People who are new to building law firm websites want the process to be as simple and inexpensive as possible. While web developers want the same, they also want you to understand the life expectancy of a law firm website, and what you’ll need to do to maintain your site at peak productivity for as long as possible.

A website is not a “set it and forget it” endeavor, where once you create the product, it’s completely done and you don’t have to attend to it again. Having a website is more like having a puppy. Once you bring it home, you still need to feed it, play with it and keep it clean.

To keep your website healthy and productive, stay on top of these two things:

  • Short-term upkeep, to keep the information on your site current.
  • Long-term evolution, to ensure your site stays in tune with rapidly changing technology.
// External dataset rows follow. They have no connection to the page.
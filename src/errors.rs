use axum::{
    http::StatusCode,
    response::{IntoResponse, Response},
    Json,
};
use serde::{Deserialize, Serialize};
use serde_json::json;
use utoipa::ToSchema;

fn current_request_id() -> Option<String> {
    crate::tracing::current_request_id().map(|rid| rid.as_str().to_string())
}

/// Standard error body returned by every failing endpoint
#[derive(Debug, Serialize, Deserialize, ToSchema)]
#[schema(example = json!({
    "error": "Internal Server Error",
    "message": "Store read failed: store responded with 503: upstream unavailable",
    "details": null,
    "request_id": "req-abc123xyz",
    "timestamp": "2024-12-09T10:30:00.000Z"
}))]
pub struct ErrorResponse {
    /// HTTP status category (e.g., "Bad Request", "Internal Server Error")
    #[schema(example = "Internal Server Error")]
    pub error: String,
    /// Human-readable error description
    pub message: String,
    /// Additional error details
    #[serde(skip_serializing_if = "Option::is_none")]
    pub details: Option<String>,
    /// Unique request identifier for support and debugging
    #[serde(skip_serializing_if = "Option::is_none")]
    #[schema(example = "req-abc123xyz")]
    pub request_id: Option<String>,
    /// ISO 8601 timestamp when error occurred
    pub timestamp: String,
}

/// Failure talking to the persistence collaborator.
#[derive(Debug, thiserror::Error)]
pub enum StoreError {
    /// The store answered with a non-success status; the body is kept verbatim.
    #[error("store responded with {status}: {body}")]
    Request { status: u16, body: String },

    #[error("store transport error: {0}")]
    Transport(#[from] reqwest::Error),

    #[error("store payload could not be decoded: {0}")]
    Decode(String),

    #[error("store unavailable: {0}")]
    Unavailable(String),
}

/// Failures surfaced by the HTTP-facing operations.
///
/// The webhook never returns one of these to its caller; they only reach the
/// wire through the report endpoint.
#[derive(Debug, thiserror::Error)]
pub enum ServiceError {
    #[error("Store read failed: {0}")]
    StoreRead(#[source] StoreError),

    #[error("Store write failed: {0}")]
    StoreWrite(#[source] StoreError),

    #[error("Bad request: {0}")]
    BadRequest(String),
}

impl ServiceError {
    /// Returns the HTTP status code for this error.
    /// This is the single source of truth for error-to-status mapping.
    pub fn status_code(&self) -> StatusCode {
        match self {
            Self::BadRequest(_) => StatusCode::BAD_REQUEST,
            Self::StoreRead(_) | Self::StoreWrite(_) => StatusCode::INTERNAL_SERVER_ERROR,
        }
    }

    /// Store failures are surfaced as-is so operators can see what the store said.
    pub fn response_message(&self) -> String {
        self.to_string()
    }
}

impl IntoResponse for ServiceError {
    fn into_response(self) -> Response {
        let status = self.status_code();
        let error_message = self.response_message();

        let err = ErrorResponse {
            error: status.canonical_reason().unwrap_or("Error").to_string(),
            message: error_message,
            details: None,
            request_id: current_request_id(),
            timestamp: chrono::Utc::now().to_rfc3339(),
        };

        (status, Json(err)).into_response()
    }
}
Steps to Keep Your Site Current in the Short-term

Sites that get updated will attract new visitors as well as repeat visitors. Every time you add new information to your site, you can let people know by posting on social media. This will prompt people to visit your site — and remind potential clients that you exist. If you follow these steps, your site will keep attracting visitors in the short-term:

  • Update your blog or news sections weekly. While you don’t want to cater to your website more than your work, set a goal to update it at least once a week. Frequently updated sites are more likely to appear in search engine results (especially if you infuse your content with SEO). Sites that get updated will attract new visitors as well as repeat visitors. Every time you add new information to your site, you can let people know by posting on social media. This will prompt people to visit your site — and remind potential clients that you exist.
  • Update static sections of your site or blog quarterly. Even those sections of your site that seem set in stone, your bio for instance, need upkeep. Revise your “about” page to include your newest accomplishments, too. If you hired someone to build your site, remember to get a good tutorial on how to make these changes yourself so you can update your site with professional news as it happens.

Plan Ahead: Your Long-term Strategy

All business owners must think about the high speed of technological change. Consider not only the upfront needs of your site’s design, but also what will be required in terms of redesign as technology inevitably transforms.

Shop around for a designer who offers a flat rate for maintenance and options for updating your site to newer technologies. Most sites need to be completely redesigned every three to five years. While that may seem like a short shelf life, consider how quickly technology becomes obsolete. As monitors have grown larger, favorite web browsers have shifted, and mobile phones have become the most popular way to access the Internet, site design has needed to evolve to accommodate those changes.

Redesigning your website is a much smoother — and cheaper —project when you’ve planned ahead. The price of web development shows no signs of decreasing, so do everything you can on your first website design to set yourself up for a painless redesign in a few years. For example, make sure your designer is taking precautionary steps, such as using a solid CMS, to prepare for redesigns.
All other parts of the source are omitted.